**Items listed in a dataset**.
____________________
//! Racing writers against a database shared by several connections.

#![allow(clippy::unwrap_used, clippy::expect_used)]

mod common;

use std::future::Future;

use common::{create_user, FileDb, PASSWORD};
use sqlx::SqlitePool;
use tokio::task::JoinSet;
use warbler::{
    auth::{self, RegisterUser},
    error::{AppError, AppResult},
    follows, likes, messages, users,
};

const RACERS: usize = 8;
const ROUNDS: usize = 5;

/// Runs `op` on `RACERS` tasks at once and collects every outcome.
async fn race<F, Fut>(pool: &SqlitePool, op: F) -> Vec<AppResult<()>>
where
    F: Fn(SqlitePool) -> Fut,
    Fut: Future<Output = AppResult<()>> + Send + 'static,
{
    let mut set = JoinSet::new();
    for _ in 0..RACERS {
        set.spawn(op(pool.clone()));
    }

    let mut results = Vec::with_capacity(RACERS);
    while let Some(result) = set.join_next().await {
        results.push(result.expect("Racing task panicked"));
    }
    results
}

/// Exactly one call succeeded and every other one failed as `expected` says.
fn assert_one_winner(results: &[AppResult<()>], expected: fn(&AppError) -> bool) {
    let ok = results.iter().filter(|r| r.is_ok()).count();
    let rejected = results
        .iter()
        .filter(|r| matches!(r, Err(e) if expected(e)))
        .count();

    assert_eq!(ok, 1, "{results:?}");
    assert_eq!(rejected, RACERS - 1, "{results:?}");
}

fn is_duplicate(err: &AppError) -> bool {
    matches!(err, AppError::Duplicate(_))
}

fn is_not_found(err: &AppError) -> bool {
    matches!(err, AppError::NotFound(_))
}

#[tokio::test(flavor = "multi_thread", worker_threads = 4)]
async fn racing_follows_create_one_edge() {
    let db = FileDb::new("follow", RACERS as u32).await;
    let a = create_user(&db.pool, "a").await.id;
    let b = create_user(&db.pool, "b").await.id;

    for _ in 0..ROUNDS {
        let results = race(&db.pool, move |pool| async move {
            follows::service::follow(&pool, a, b).await.map(|_| ())
        })
        .await;

        assert_one_winner(&results, is_duplicate);
        assert_eq!(follows::service::followers_count(&db.pool, b).await.unwrap(), 1);

        follows::service::unfollow(&db.pool, a, b).await.unwrap();
    }
}

#[tokio::test(flavor = "multi_thread", worker_threads = 4)]
async fn racing_likes_create_one_like() {
    let db = FileDb::new("like", RACERS as u32).await;
    let author = create_user(&db.pool, "author").await.id;
    let fan = create_user(&db.pool, "fan").await.id;
    let message = messages::service::post_message(&db.pool, author, "popular")
        .await
        .unwrap()
        .id;

    for _ in 0..ROUNDS {
        let results = race(&db.pool, move |pool| async move {
            likes::service::like(&pool, fan, message).await.map(|_| ())
        })
        .await;

        assert_one_winner(&results, is_duplicate);
        assert_eq!(likes::service::likes_count(&db.pool, message).await.unwrap(), 1);

        likes::service::unlike(&db.pool, fan, message).await.unwrap();
    }
}

#[tokio::test(flavor = "multi_thread", worker_threads = 4)]
async fn racing_signups_claim_one_username() {
    let db = FileDb::new("signup", RACERS as u32).await;

    let results = race(&db.pool, move |pool| async move {
        auth::service::signup(
            &pool,
            RegisterUser {
                username: "alice".to_string(),
                email: "alice@example.com".to_string(),
                password: PASSWORD.to_string(),
                image_url: None,
            },
        )
        .await
        .map(|_| ())
    })
    .await;

    assert_one_winner(&results, is_duplicate);
    assert_eq!(users::service::list_users(&db.pool, None).await.unwrap().len(), 1);
}

#[tokio::test(flavor = "multi_thread", worker_threads = 4)]
async fn racing_deletes_remove_once() {
    let db = FileDb::new("delete", RACERS as u32).await;
    let author = create_user(&db.pool, "author").await.id;
    let fan = create_user(&db.pool, "fan").await.id;

    let message = messages::service::post_message(&db.pool, author, "short lived")
        .await
        .unwrap()
        .id;
    likes::service::like(&db.pool, fan, message).await.unwrap();

    let results = race(&db.pool, move |pool| async move {
        messages::service::delete_message(&pool, author, message).await
    })
    .await;

    assert_one_winner(&results, is_not_found);
    assert_eq!(likes::service::likes_count(&db.pool, message).await.unwrap(), 0);

    let results = race(&db.pool, move |pool| async move {
        users::service::delete_user(&pool, fan).await
    })
    .await;

    assert_one_winner(&results, is_not_found);
    assert!(users::service::get_user(&db.pool, fan).await.is_err());
}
____________________
**WHAT IS BEING ASKED**.
Lines from the entries that contain the string "JoinSet" must be found and copied.

**RESULT**.
use tokio::task::JoinSet;
    let mut set = JoinSet::new();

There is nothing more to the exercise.